Sometimes a contrary spirit fills us with doubt or fears that keep us locked in unhealthy thinking, cut off from the Good in us and others. Contrary “messages” within us may sound like a nasty inner critic that feeds anxiety, shame, or compulsive patterns. Contrary inward influences can urge us toward self-protection rather than generous openness with others. A contrary spirit may even feel good: An overblown sense of ourselves or a desire to “win” or control others may give us a burst of pleasure. It usually doesn’t last, so we seek more, like an addiction! With the spiritual awareness of the Examen, we can see a wider truth. Something in us is wounded, hiding, scared, or running away from the wholeness (integrity) of who we could be in the love and life of the Divine.
Contrary Spirits
Here are queries that might reveal a contrary spirit in action:
- When do you feel good or about skipping something you believe is important?

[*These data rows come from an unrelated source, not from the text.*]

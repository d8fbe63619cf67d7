//! Pure geometry for the instant-film card.
//!
//! All functions here are pure and testable without any I/O or images.
//!
//! The card proportions come from Instax Mini film: a 54×86mm card with a
//! 46×62mm image window, scaled ×12 to get a print-quality pixel grid. The
//! numbers are compile-time constants on [`CardGeometry::INSTAX_MINI`].

use thiserror::Error;

#[derive(Error, Debug, Clone, PartialEq)]
pub enum GeometryError {
    #[error("dimensions must be positive, got {width}x{height}")]
    EmptyDimensions { width: u32, height: u32 },
}

/// Integer pixel rectangle on a drawing surface.
#[derive(Debug, Clone, Copy, PartialEq, Eq)]
pub struct Rect {
    pub x: u32,
    pub y: u32,
    pub width: u32,
    pub height: u32,
}

impl Rect {
    pub const fn new(x: u32, y: u32, width: u32, height: u32) -> Self {
        Self {
            x,
            y,
            width,
            height,
        }
    }

    /// Rectangle of the given size anchored at the origin.
    pub const fn sized(width: u32, height: u32) -> Self {
        Self::new(0, 0, width, height)
    }

    pub const fn right(&self) -> u32 {
        self.x + self.width
    }

    pub const fn bottom(&self) -> u32 {
        self.y + self.height
    }

    /// Center point in continuous surface coordinates.
    pub fn center(&self) -> (f64, f64) {
        (
            self.x as f64 + self.width as f64 / 2.0,
            self.y as f64 + self.height as f64 / 2.0,
        )
    }

    pub fn contains(&self, x: u32, y: u32) -> bool {
        x >= self.x && x < self.right() && y >= self.y && y < self.bottom()
    }

    /// True when `other` lies entirely inside `self`.
    pub fn encloses(&self, other: &Rect) -> bool {
        other.x >= self.x
            && other.y >= self.y
            && other.right() <= self.right()
            && other.bottom() <= self.bottom()
    }
}

/// Fixed layout of the physical film card.
///
/// ```text
/// ┌──────────────── 648 ────────────────┐
/// │  48                                 │
/// │    ┌──────────── 552 ────────────┐  │
/// │    │                             │  │
/// │    │           image             │ 1032
/// │    │          window            744 │
/// │    │                             │  │
/// │    └─────────────────────────────┘  │
/// │            writing strip            │
/// └─────────────────────────────────────┘
/// ```
#[derive(Debug, Clone, Copy, PartialEq, Eq)]
pub struct CardGeometry {
    pub card_width: u32,
    pub card_height: u32,
    pub corner_radius: u32,
    pub image_width: u32,
    pub image_height: u32,
}

impl CardGeometry {
    pub const INSTAX_MINI: Self = Self {
        card_width: 648,
        card_height: 1032,
        corner_radius: 30,
        image_width: 552,
        image_height: 744,
    };

    /// Side margin, also used as the top margin. Zero when the window is
    /// wider than the card.
    pub const fn margin(&self) -> u32 {
        self.card_width.saturating_sub(self.image_width) / 2
    }

    pub const fn card_rect(&self) -> Rect {
        Rect::sized(self.card_width, self.card_height)
    }

    /// Where the photo sits on the card.
    pub const fn image_window(&self) -> Rect {
        let m = self.margin();
        Rect::new(m, m, self.image_width, self.image_height)
    }

    /// The preview frame: the image window moved to the origin.
    pub const fn preview_rect(&self) -> Rect {
        Rect::sized(self.image_width, self.image_height)
    }
}

/// Source-image region selected to match the target aspect ratio.
///
/// Coordinates are fractional source pixels. One axis always spans the full
/// source extent; the other is shrunk and centered.
#[derive(Debug, Clone, Copy, PartialEq)]
pub struct CropRectangle {
    pub sx: f64,
    pub sy: f64,
    pub s_width: f64,
    pub s_height: f64,
}

impl CropRectangle {
    pub fn aspect_ratio(&self) -> f64 {
        self.s_width / self.s_height
    }

    /// Window pixels per source pixel when drawn `target_width` wide.
    ///
    /// The crop has the window's aspect ratio, so this holds on both axes.
    pub fn scale_to(&self, target_width: u32) -> f64 {
        target_width as f64 / self.s_width
    }
}

/// Compute the centered crop of a source image for a target aspect ratio.
///
/// # Arguments
/// * `source_width`, `source_height` - Source image size in pixels
/// * `target_width`, `target_height` - Target frame size (only the ratio matters)
///
/// # Examples
/// ```
/// # use instant_film::imaging::resolve_crop;
/// // Landscape 4:3 into the 552x744 window: full height, centered horizontally
/// let crop = resolve_crop(4000, 3000, 552, 744).unwrap();
/// assert_eq!(crop.sy, 0.0);
/// assert_eq!(crop.s_height, 3000.0);
/// assert!((crop.sx - 887.097).abs() < 1e-3);
/// ```
pub fn resolve_crop(
    source_width: u32,
    source_height: u32,
    target_width: u32,
    target_height: u32,
) -> Result<CropRectangle, GeometryError> {
    if source_width == 0 || source_height == 0 {
        return Err(GeometryError::EmptyDimensions {
            width: source_width,
            height: source_height,
        });
    }
    if target_width == 0 || target_height == 0 {
        return Err(GeometryError::EmptyDimensions {
            width: target_width,
            height: target_height,
        });
    }

    let (sw, sh) = (source_width as f64, source_height as f64);
    let target_ratio = target_width as f64 / target_height as f64;
    let source_ratio = sw / sh;

    if source_ratio > target_ratio {
        // Source is wider: keep full height, trim the sides
        let s_width = sh * target_ratio;
        Ok(CropRectangle {
            sx: (sw - s_width) / 2.0,
            sy: 0.0,
            s_width,
            s_height: sh,
        })
    } else {
        // Source is taller (or exact): keep full width, trim top and bottom
        let s_height = sw / target_ratio;
        Ok(CropRectangle {
            sx: 0.0,
            sy: (sh - s_height) / 2.0,
            s_width: sw,
            s_height,
        })
    }
}

#[cfg(test)]
mod tests {
    use super::*;

    const WINDOW: CardGeometry = CardGeometry::INSTAX_MINI;
    const TARGET: f64 = 552.0 / 744.0;

    fn crop(w: u32, h: u32) -> CropRectangle {
        resolve_crop(w, h, WINDOW.image_width, WINDOW.image_height).unwrap()
    }

    // =========================================================================
    // CardGeometry tests
    // =========================================================================

    #[test]
    fn instax_mini_margin_is_48() {
        assert_eq!(WINDOW.margin(), 48);
    }

    #[test]
    fn oversized_window_has_no_margin() {
        let geo = CardGeometry {
            image_width: 700,
            ..CardGeometry::INSTAX_MINI
        };
        assert_eq!(geo.margin(), 0);
        assert_eq!(geo.image_window().x, 0);
    }

    #[test]
    fn image_window_is_centered_horizontally() {
        let win = WINDOW.image_window();
        assert_eq!(win, Rect::new(48, 48, 552, 744));
        assert_eq!(WINDOW.card_width - win.right(), win.x);
    }

    #[test]
    fn image_window_fits_inside_card() {
        assert!(WINDOW.card_rect().encloses(&WINDOW.image_window()));
    }

    #[test]
    fn preview_rect_is_window_at_origin() {
        assert_eq!(WINDOW.preview_rect(), Rect::new(0, 0, 552, 744));
    }

    // =========================================================================
    // resolve_crop tests
    // =========================================================================

    #[test]
    fn landscape_source_uses_full_height() {
        // 4000x3000 (1.333) is wider than 0.742
        let c = crop(4000, 3000);
        assert_eq!(c.sy, 0.0);
        assert_eq!(c.s_height, 3000.0);
        assert!((c.s_width - 2225.806).abs() < 1e-3);
        assert!((c.sx - 887.097).abs() < 1e-3);
    }

    #[test]
    fn tall_source_uses_full_width() {
        // 400x800 (0.5) is narrower than 0.742
        let c = crop(400, 800);
        assert_eq!(c.sx, 0.0);
        assert_eq!(c.s_width, 400.0);
        assert!((c.s_height - 539.130).abs() < 1e-3);
        assert!((c.sy - 130.435).abs() < 1e-3);
    }

    #[test]
    fn exact_ratio_source_is_uncropped() {
        let c = crop(552, 744);
        assert_eq!(c.sx, 0.0);
        assert!(c.sy.abs() < 1e-9);
        assert_eq!(c.s_width, 552.0);
        assert!((c.s_height - 744.0).abs() < 1e-9);
    }

    #[test]
    fn scaled_exact_ratio_source_is_uncropped() {
        let c = crop(1104, 1488);
        assert_eq!(c.sx, 0.0);
        assert!(c.sy.abs() < 1e-9);
    }

    #[test]
    fn crop_ratio_matches_target_for_many_sizes() {
        for &(w, h) in &[
            (1, 1),
            (1, 10_000),
            (10_000, 1),
            (640, 480),
            (480, 640),
            (3024, 4032),
            (6000, 4000),
            (553, 744),
            (552, 745),
        ] {
            let c = crop(w, h);
            assert!(
                (c.aspect_ratio() - TARGET).abs() < 1e-9,
                "{w}x{h} gave ratio {}",
                c.aspect_ratio()
            );
        }
    }

    #[test]
    fn crop_stays_inside_source() {
        for &(w, h) in &[(4000, 3000), (400, 800), (1, 1), (7, 3000), (3000, 7)] {
            let c = crop(w, h);
            assert!(c.sx >= 0.0 && c.sy >= 0.0, "{w}x{h}");
            assert!(c.sx + c.s_width <= w as f64 + 1e-9, "{w}x{h}");
            assert!(c.sy + c.s_height <= h as f64 + 1e-9, "{w}x{h}");
        }
    }

    #[test]
    fn crop_is_centered_on_surplus_axis() {
        let c = crop(4000, 3000);
        let right_margin = 4000.0 - (c.sx + c.s_width);
        assert!((c.sx - right_margin).abs() < 1e-9);

        let c = crop(400, 800);
        let bottom_margin = 800.0 - (c.sy + c.s_height);
        assert!((c.sy - bottom_margin).abs() < 1e-9);
    }

    #[test]
    fn zero_source_dimensions_rejected() {
        assert_eq!(
            resolve_crop(0, 100, 552, 744),
            Err(GeometryError::EmptyDimensions {
                width: 0,
                height: 100
            })
        );
        assert!(resolve_crop(100, 0, 552, 744).is_err());
    }

    #[test]
    fn zero_target_dimensions_rejected() {
        assert!(resolve_crop(100, 100, 0, 744).is_err());
    }

    // =========================================================================
    // scale tests
    // =========================================================================

    #[test]
    fn scale_is_the_same_on_both_axes() {
        for &(w, h) in &[(4000, 3000), (400, 800), (13, 7), (552, 744)] {
            let c = crop(w, h);
            let sx = c.scale_to(552);
            let sy = 744.0 / c.s_height;
            assert!((sx - sy).abs() < 1e-9, "{w}x{h}: {sx} vs {sy}");
        }
    }

    #[test]
    fn scale_of_landscape_source() {
        // 552 / 2225.806
        assert!((crop(4000, 3000).scale_to(552) - 0.248).abs() < 1e-6);
    }
}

- When do you put yourself down or discount your worthwhile efforts?
- When do you justify hurting someone’s feelings?
- When do you believe inner voices that shame or demean you?
- When do you avoid saying, “No,” even when overcommitment is fueling resentment?
- When do you dig in your heals about making healthy changes?
- When do you ignore regrets, avoid apology or doing your part to restore life-giving relationships?
You could write your own questions to help you recognize a contrary spirit in action. When you notice, you can pray and ask to be freed of its influence. Sometimes only Divine Power can liberate and lead us into a life of true integrity. But we can be ready. We can cooperate intentionally. Attention comes first. A regular Examen can help us collaborate with the Spirit in weaving the inner and outer life into a seamless whole.
God loves us as we are, which is infinitely comforting. God also calls us to grow and change, to become more nearly that person we were created with the potential to be, which is infinitely loving but also sometimes disconcerting.